## YOUR INSTRUCTIONS
Look through the material below for "info". Copy every line that contains it.
────────────────────
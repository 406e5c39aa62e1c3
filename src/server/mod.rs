//! HTTP surface
//!
//! - `POST /parse`: multipart upload with a `file` field, answered with a
//!   [`ParseResponse`]. Pipeline failures are soft (`200`, `ok: false`); only
//!   an unreadable multipart body or a missing `file` field is rejected.
//! - `GET /health`: liveness check.
//!
//! The pipeline is CPU bound, so each request runs on the blocking pool.

use crate::{
    error::Result,
    processor::WardrobeParser,
    tracing_config::spans,
    types::ParseResponse,
};
use axum::{
    body::{Body, Bytes},
    extract::{multipart::MultipartRejection, DefaultBodyLimit, Multipart, State},
    http::{Request, StatusCode},
    response::{IntoResponse, Response},
    routing::{get, post},
    Json, Router,
};
use serde_json::json;
use std::net::SocketAddr;
use std::sync::Arc;
use tower_http::{cors::CorsLayer, trace::TraceLayer};
use tracing::{info, warn};

/// Multipart field carrying the uploaded image
pub const FILE_FIELD: &str = "file";

/// Build the application router around a shared parser
pub fn router(parser: Arc<WardrobeParser>) -> Router {
    let body_limit = parser.config().max_upload_bytes;

    Router::new()
        .route("/parse", post(parse))
        .route("/health", get(health))
        .layer(DefaultBodyLimit::max(body_limit))
        .layer(CorsLayer::permissive())
        .layer(
            TraceLayer::new_for_http().make_span_with(|request: &Request<Body>| {
                let request_id = uuid::Uuid::new_v4().to_string();
                spans::request(&request_id, request.method().as_str(), request.uri().path())
            }),
        )
        .with_state(parser)
}

/// Bind `addr` and serve until Ctrl-C
///
/// # Errors
/// - Address cannot be bound
/// - Server I/O failure
pub async fn serve(parser: Arc<WardrobeParser>, addr: SocketAddr) -> Result<()> {
    let listener = tokio::net::TcpListener::bind(addr).await?;
    info!(address = %listener.local_addr()?, "🌐 Listening");

    axum::serve(listener, router(parser))
        .with_graceful_shutdown(shutdown_signal())
        .await?;

    info!("Server stopped");
    Ok(())
}

async fn shutdown_signal() {
    if let Err(e) = tokio::signal::ctrl_c().await {
        warn!(error = %e, "Failed to install Ctrl-C handler");
        std::future::pending::<()>().await;
    }
}

async fn health() -> Json<serde_json::Value> {
    Json(json!({ "ok": true }))
}

async fn parse(
    State(parser): State<Arc<WardrobeParser>>,
    multipart: std::result::Result<Multipart, MultipartRejection>,
) -> Response {
    let upload = match multipart {
        Ok(mut multipart) => read_file_field(&mut multipart).await,
        Err(rejection) => Err((rejection.status(), rejection.body_text())),
    };

    let bytes = match upload {
        Ok(bytes) => bytes,
        Err((status, message)) => {
            warn!(%status, %message, "Rejected upload");
            return (status, Json(ParseResponse::failure(message))).into_response();
        },
    };

    let response = tokio::task::spawn_blocking(move || parser.respond(&bytes))
        .await
        .unwrap_or_else(|e| ParseResponse::failure(format!("Parse task failed: {e}")));

    Json(response).into_response()
}

async fn read_file_field(
    multipart: &mut Multipart,
) -> std::result::Result<Bytes, (StatusCode, String)> {
    while let Some(field) = multipart
        .next_field()
        .await
        .map_err(|e| (e.status(), e.body_text()))?
    {
        if field.name() == Some(FILE_FIELD) {
            return field.bytes().await.map_err(|e| (e.status(), e.body_text()));
        }
    }

    Err((
        StatusCode::BAD_REQUEST,
        format!("missing multipart field `{FILE_FIELD}`"),
    ))
}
────────────────────
## ANSWER TO THIS EXERCISE
use tracing::{info, warn};
    info!(address = %listener.local_addr()?, "🌐 Listening");
    info!("Server stopped");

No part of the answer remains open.